Originally posted in Dirt Rag Forums - 11/26/04
A piece on the silliness of youthful fashion. Every time I see some young punk with his britches at half mast and his designer undies hangin out for all the World to see, I smile and remember my own awkward attempts at being cool by sewing myself there. It'll all make sense in a moment.
Originally Posted by CRUM
Jeez UK, I guess that dry Brit humor kinda went down the wrong way. Frankly, I enjoyed it. I got several chuckles and a few guffaws out before I finished reading it. We should never let Life get so serious we can't laugh at ourselves. Unless of course, you have to sit in Home Economics class in your tighty whiteys while giggling 8th grade girls sew up your britches. That was not in the least funny.
Do i DARE ask......?
And my reply
Well, since you did.... One of the cool fashions at the time was peg-legged jeans. Jeans so tight, using the pockets was out of the question and you pretty much had to hold your breath the whole time you were wearing them. A friend had talked me into letting him use my mom's Sewing Machine to peg his pants. He talked me into doing a pair. We both vowed we were gonna wear em the next day, nevermind the damn school's rules against them. Well, I show up in the morning at "the bridge", the smoking hangout for all the tough kids. My friend shows up and he is not sporting the pants we agreed on. "My mom caught me and made me take them off"
Well that was just great, I was going to be fed to the wolves alone. I'd be cool for a few minutes anyway. Or so I thought. I stiff-legged it into school and didn't even make it to my seat in homeroom, when the teacher snagged me. This guy was a real funny man. He loved playing with our heads and making us look silly in front of anyone who might be around. He made me do some physical manipulations, like touch my toes, squat down, etc. And all the while, saying if the pants passed I wouldn't have to head down to the office. About the 5th squat thrust, they let go. Split from crotch to tail right in front of the whole homeroom class.

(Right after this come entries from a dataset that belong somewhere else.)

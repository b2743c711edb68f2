//! ---
//! ms2m_section: "01-core-functionality"
//! ms2m_subsection: "module"
//! ms2m_type: "source"
//! ms2m_scope: "code"
//! ms2m_description: "Shared primitives and utilities for the migration runtime."
//! ms2m_version: "v0.0.0-prealpha"
//! ms2m_owner: "tbd"
//! ---
use anyhow::Result;
use once_cell::sync::OnceCell;
use serde::{Deserialize, Serialize};
use tracing::info;
use tracing_appender::rolling::daily;
use tracing_subscriber::filter::EnvFilter;
use tracing_subscriber::fmt;
use tracing_subscriber::layer::{Layer, SubscriberExt};
use tracing_subscriber::util::SubscriberInitExt;

use crate::config::LoggingConfig;

const LOG_ENV: &str = "MS2M_LOG";
const DEFAULT_DIRECTIVE: &str = "info";

static FILE_GUARD: OnceCell<tracing_appender::non_blocking::WorkerGuard> = OnceCell::new();
static STDOUT_GUARD: OnceCell<tracing_appender::non_blocking::WorkerGuard> = OnceCell::new();

/// Available log formats for the services.
#[derive(Debug, Clone, Copy, Serialize, Deserialize, PartialEq, Eq, Default)]
#[serde(rename_all = "kebab-case")]
pub enum LogFormat {
    #[default]
    StructuredJson,
    Pretty,
}

impl std::str::FromStr for LogFormat {
    type Err = String;

    fn from_str(s: &str) -> Result<Self, Self::Err> {
        match s.to_lowercase().as_str() {
            "json" | "structured-json" => Ok(LogFormat::StructuredJson),
            "pretty" | "text" => Ok(LogFormat::Pretty),
            other => Err(format!("unknown log format: {}", other)),
        }
    }
}

/// Initialize the tracing subscriber based on configuration and environment variables.
///
/// * `MS2M_LOG` overrides the log filter (e.g. `info`, `debug,ms2m_core=trace`).
///   When unset the standard `RUST_LOG` variable is honoured, finally defaulting
///   to `info`.
/// * Structured JSON goes to stdout by default, while a rolling daily log file
///   keeps a copy for post-mortem analysis of failed migrations.
pub fn init_tracing(service_name: &str, config: &LoggingConfig) -> Result<()> {
    std::fs::create_dir_all(&config.directory)?;
    let prefix = config
        .file_prefix
        .clone()
        .unwrap_or_else(|| service_name.to_owned());

    let file_appender = daily(
        &config.directory,
        format!("{}-{}.log", prefix, service_name),
    );
    let (file_writer, file_guard) = tracing_appender::non_blocking(file_appender);
    let (stdout_writer, stdout_guard) = tracing_appender::non_blocking(std::io::stdout());

    let _ = FILE_GUARD.set(file_guard);
    let _ = STDOUT_GUARD.set(stdout_guard);

    let fmt_layer = match config.format {
        LogFormat::StructuredJson => fmt::layer()
            .with_target(false)
            .with_timer(fmt::time::UtcTime::rfc_3339())
            .json()
            .with_writer(stdout_writer)
            .boxed(),
        LogFormat::Pretty => fmt::layer()
            .with_target(true)
            .with_timer(fmt::time::UtcTime::rfc_3339())
            .with_writer(stdout_writer)
            .boxed(),
    };

    let file_layer = fmt::layer()
        .with_target(true)
        .with_timer(fmt::time::UtcTime::rfc_3339())
        .json()
        .with_writer(file_writer)
        .boxed();

    tracing_subscriber::registry()
        .with(env_filter())
        .with(fmt_layer)
        .with(file_layer)
        .try_init()
        .ok();

    info!(service = %service_name, log_dir = %config.directory.display(), format = ?config.format, "tracing initialised");
    Ok(())
}

/// Stdout-only subscriber for short-lived command line tools.
pub fn init_console_tracing(format: LogFormat) {
    let layer = match format {
        LogFormat::StructuredJson => fmt::layer()
            .with_target(false)
            .with_timer(fmt::time::UtcTime::rfc_3339())
            .json()
            .boxed(),
        LogFormat::Pretty => fmt::layer().with_target(false).compact().boxed(),
    };
    tracing_subscriber::registry()
        .with(env_filter())
        .with(layer)
        .try_init()
        .ok();
}

fn env_filter() -> EnvFilter {
    match std::env::var(LOG_ENV) {
        Ok(directive) => EnvFilter::try_new(directive).unwrap_or_else(|err| {
            eprintln!(
                "invalid {} directive ({}); defaulting to {} logging",
                LOG_ENV, err, DEFAULT_DIRECTIVE
            );
            EnvFilter::new(DEFAULT_DIRECTIVE)
        }),
        Err(_) => EnvFilter::try_from_default_env()
            .unwrap_or_else(|_| EnvFilter::new(DEFAULT_DIRECTIVE)),
    }
}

You know it's odd, but I don't remember hearing the laughter. I felt it more than anything. I was so pissed and so embarrassed, I guess I shut down. Anyway, I had to walk to the Vice principals office with all my business hanging out. At least it was easier to get around now. Cooled my heels there while they had a few chuckles at my expense and thought about whether to send me home or not. One of the Home Economics teachers happened into the office and said she could fix me right up.
So again, I had to hoof it down the halls with everything feeling breezy. And the whole time the teacher is going on how her girls will fix my pants like new. I sat in her class with as much of myself stuffed under one of the tables as I could cram while the giggling girls took out the pegging and fixed the busted seam. All the while the teacher is hovering over this job suggesting this type of stitch or telling em to place the pins this way and not that way.
All in all, the ordeal ate up about 2 periods and I didn't have to go home (which would not have gone over well ). That was my one and only flirtation with pegged pants. Never did it again. Some kids started calling me Peg Leg, but it wore off. Too many liked Crum or Crum Bum better. It's tough to break in a new nick name when the one you have is working so well.